Crowd Pleasing Cuisine
With the Asian food market worth over £3 billion in the UK*, Chinese cuisine is as popular as ever. Chinese New Year presents the perfect opportunity for caterers to capitalise on this and maximise sales by holding a theme night to celebrate the occasion.
Why it works
Chinese food is one of the nation’s favourite cuisines and guaranteed to form the foundation of a crowd-pleasing theme night. Chinese New Year, the beginning of the year of the pig, falls on Tuesday 5 February so it offers the opportunity to boost mid-week trade or hold the celebrations the weekend before.
What to serve
Prawn toast, spare ribs and chicken satay are popular starters, followed by stir-fry soy noodles and mushrooms braised in oyster sauce, kung pao chicken, black bean, chow mein, and sweet and sour – which all work as a main course or as part of a sharing platter. Chicken, fish, tofu and noodles are foods associated with the celebration, all believed to have a certain wisdom or symbolic meaning. Therefore, you are not only sticking with tradition but ticking the boxes to suit all tastes. Offer jasmine steamed rice and plain boiled rice too alongside fried rice.
How to serve
The Chinese New Year gathering is centred around banquets and food sharing so a tasting menu works really well. Serve a selection of dishes in separate bowls on a large platter for sharers to mix together to suit their tastes. If you want a ‘party’ theme, Chinese food is perfect because it is easy to eat and works as finger food. Another idea is to hold a themed set menu which includes an array of starters, mains and desserts for your customers to mix and match and choose from.
What to pour
It is not just your food offering that reflects the theme; your drinks offering is equally as important. Take time to research traditional Chinese beers, for example, and get your front of house staff to taste them so that if a customer asks for a recommendation or a description of the beverage, they are able to give one. Popular choices include Tiger Beer, Tsingtao and the not-so-well-known Lucky Beer, so speak to your supplier about what’s available. Tea is a must for those who do not drink alcohol, so stock up on the traditional options: pu-erh (black tea), chrysanthemum tea (herbal and caffeine-free), green tea and oolong.

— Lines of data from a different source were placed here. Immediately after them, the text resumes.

//! # File Management Module
//!
//! Expands the command-line inputs into the list of files to optimize.
//!
//! - a file is kept as given
//! - a directory is walked recursively with `walkdir`, files only, in
//!   sorted order so runs are reproducible
//!
//! No filtering by extension happens here: the media type is decided later
//! by content, and files no optimizer accepts are simply skipped.
//! Paths that do not exist are kept so the orchestrator reports them.
//! Entries the walk cannot read are logged and skipped.

use anyhow::Result;
use std::path::{Path, PathBuf};
use tracing::warn;
use walkdir::WalkDir;

/// Manages input discovery
pub struct FileManager;

impl FileManager {
    /// Expand every input path, preserving argument order
    pub fn collect_inputs(inputs: &[PathBuf]) -> Result<Vec<PathBuf>> {
        let mut files = Vec::new();

        for input in inputs {
            if input.is_dir() {
                files.extend(Self::find_files(input)?);
            } else {
                files.push(input.clone());
            }
        }

        Ok(files)
    }

    /// Find all regular files below a directory
    pub fn find_files(dir: &Path) -> Result<Vec<PathBuf>> {
        let mut files = Vec::new();

        for entry in WalkDir::new(dir).sort_by_file_name() {
            let entry = match entry {
                Ok(entry) => entry,
                Err(e) => {
                    warn!("Skipping unreadable entry under {}: {}", dir.display(), e);
                    continue;
                }
            };
            if entry.file_type().is_file() {
                files.push(entry.into_path());
            }
        }

        Ok(files)
    }
}
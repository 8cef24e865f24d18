//! # Optimizer Descriptors
//!
//! An optimizer descriptor wraps one external binary: it declares which
//! media types it accepts and owns a fixed command template. The image path
//! is never stored on the descriptor, it is bound per invocation:
//!
//! ```rust
//! use image_optimizer::optimizers::{Jpegoptim, Optimizer};
//! use std::path::Path;
//!
//! let jpegoptim = Jpegoptim::new();
//! assert!(jpegoptim.can_handle("image/jpeg"));
//!
//! let argv = jpegoptim.bind(Path::new("photo.jpg")).build_command()?;
//! assert_eq!(argv, ["jpegoptim", "--strip-all", "--all-progressive", "photo.jpg"]);
//! # Ok::<(), image_optimizer::OptimizeError>(())
//! ```
//!
//! ## Built-in descriptors
//! - [`Jpegoptim`]: lossless JPEG optimization, `image/jpeg`
//! - [`Pngquant`]: PNG quantization, `image/png`
//!
//! [`ExternalTool`] covers any other binary without writing code.

pub mod external;
pub mod jpegoptim;
pub mod pngquant;

pub use external::ExternalTool;
pub use jpegoptim::Jpegoptim;
pub use pngquant::Pngquant;

use crate::error::OptimizeError;
use std::ffi::OsString;
use std::path::Path;

/// One external optimization tool.
///
/// Implementations must be immutable after construction: `can_handle` is a
/// pure predicate and `bind` returns a value, so a single instance can be
/// shared by concurrent `optimize` calls.
pub trait Optimizer: Send + Sync {
    /// Short human-readable name used in listings.
    fn name(&self) -> &str;

    /// Declared media types, in declaration order.
    fn media_types(&self) -> &[String];

    /// Whether this tool accepts files of `media_type`.
    fn can_handle(&self, media_type: &str) -> bool;

    /// Executable plus fixed flags.
    fn template(&self) -> &CommandTemplate;

    /// Binds the template to a concrete image path.
    fn bind<'a>(&'a self, image_path: &'a Path) -> BoundCommand<'a> {
        self.template().bind(image_path)
    }
}

/// Executable name followed by its fixed argument list.
#[derive(Debug, Clone, PartialEq, Eq)]
pub struct CommandTemplate {
    binary: String,
    args: Vec<String>,
}

impl CommandTemplate {
    pub fn new(binary: impl Into<String>, args: Vec<String>) -> Self {
        Self {
            binary: binary.into(),
            args,
        }
    }

    pub fn binary(&self) -> &str {
        &self.binary
    }

    pub fn args(&self) -> &[String] {
        &self.args
    }

    pub fn bind<'a>(&'a self, image_path: &'a Path) -> BoundCommand<'a> {
        BoundCommand {
            template: self,
            image_path,
        }
    }
}

/// A command template bound to one image path.
#[derive(Debug, Clone, Copy)]
pub struct BoundCommand<'a> {
    template: &'a CommandTemplate,
    image_path: &'a Path,
}

impl BoundCommand<'_> {
    /// Builds the argv: binary, fixed flags, then the image path as the
    /// last token. The path is passed through as an `OsString`, so names
    /// that are not valid UTF-8 reach the tool unchanged.
    ///
    /// # Errors
    /// [`OptimizeError::Configuration`] when the bound path is empty.
    pub fn build_command(&self) -> Result<Vec<OsString>, OptimizeError> {
        if self.image_path.as_os_str().is_empty() {
            return Err(OptimizeError::Configuration(format!(
                "no image path bound for {}",
                self.template.binary
            )));
        }

        let mut argv = Vec::with_capacity(self.template.args.len() + 2);
        argv.push(OsString::from(&self.template.binary));
        argv.extend(self.template.args.iter().map(OsString::from));
        argv.push(self.image_path.as_os_str().to_owned());
        Ok(argv)
    }
}

/// Ordered set of media types a descriptor accepts.
///
/// Entries match exactly and case-sensitively. An entry ending in `/*`
/// (for example `image/*`) matches every type sharing that prefix.
#[derive(Debug, Clone, Default, PartialEq, Eq)]
pub struct MediaTypes(Vec<String>);

impl MediaTypes {
    pub fn new<T, I>(types: I) -> Self
    where
        T: Into<String>,
        I: IntoIterator<Item = T>,
    {
        let mut set: Vec<String> = Vec::new();
        for media_type in types {
            let media_type = media_type.into();
            if !set.contains(&media_type) {
                set.push(media_type);
            }
        }
        Self(set)
    }

    pub fn contains(&self, media_type: &str) -> bool {
        self.0.iter().any(|declared| match declared.strip_suffix('*') {
            Some(prefix) if prefix.ends_with('/') => media_type.starts_with(prefix),
            _ => declared == media_type,
        })
    }

    pub fn as_slice(&self) -> &[String] {
        &self.0
    }
}

#[cfg(test)]
mod tests {
    use super::*;
    use crate::args;

    #[test]
    fn test_build_command_appends_path_last() {
        let template = CommandTemplate::new("optipng", args!["-o2"]);
        let argv = template.bind(Path::new("/img/a b.png")).build_command().unwrap();
        assert_eq!(argv, vec!["optipng", "-o2", "/img/a b.png"]);
    }

    #[test]
    fn test_build_command_without_path_is_configuration_error() {
        let template = CommandTemplate::new("optipng", args!["-o2"]);
        let err = template.bind(Path::new("")).build_command().unwrap_err();
        assert!(matches!(err, OptimizeError::Configuration(_)));
    }

    #[cfg(unix)]
    #[test]
    fn test_build_command_keeps_non_utf8_path_bytes() {
        use std::ffi::OsStr;
        use std::os::unix::ffi::OsStrExt;

        let template = CommandTemplate::new("optipng", Vec::new());
        let path = Path::new(OsStr::from_bytes(b"caf\xe9.png"));
        let argv = template.bind(path).build_command().unwrap();

        assert_eq!(argv.len(), 2);
        assert_eq!(argv[1].as_bytes(), b"caf\xe9.png");
    }

    #[test]
    fn test_binding_does_not_leak_between_paths() {
        let template = CommandTemplate::new("gifsicle", args!["-b", "-O3"]);
        let first = template.bind(Path::new("one.gif"));
        let second = template.bind(Path::new("two.gif"));

        assert_eq!(first.build_command().unwrap().last().unwrap(), "one.gif");
        assert_eq!(second.build_command().unwrap().last().unwrap(), "two.gif");
    }

    #[test]
    fn test_media_types_exact_and_case_sensitive() {
        let types = MediaTypes::new(["image/png"]);
        assert!(types.contains("image/png"));
        assert!(!types.contains("image/PNG"));
        assert!(!types.contains("image/png+x"));
        assert!(!types.contains("image/"));
    }

    #[test]
    fn test_media_types_wildcard() {
        let types = MediaTypes::new(["image/*"]);
        assert!(types.contains("image/gif"));
        assert!(types.contains("image/svg+xml"));
        assert!(!types.contains("application/octet-stream"));

        // a bare `*` is not a wildcard
        assert!(!MediaTypes::new(["*"]).contains("image/gif"));
    }

    #[test]
    fn test_media_types_deduplicates_preserving_order() {
        let types = MediaTypes::new(["image/png", "image/apng", "image/png"]);
        assert_eq!(types.as_slice(), ["image/png", "image/apng"]);
    }
}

Decorating your premises with Chinese lanterns or the traditional colours of Chinese New Year – red and gold – will help your outlet stand out and remain memorable. Fortune cookies are also a nice treat. Why not make your own and put a message inside such as dining vouchers or free drink coupons? Or, for an authentic after-dinner gift, why not fill a red envelope with money (a few pennies will do) as it is believed to bring good luck. Make sure you serve meat-free and gluten-free dishes and sauces too.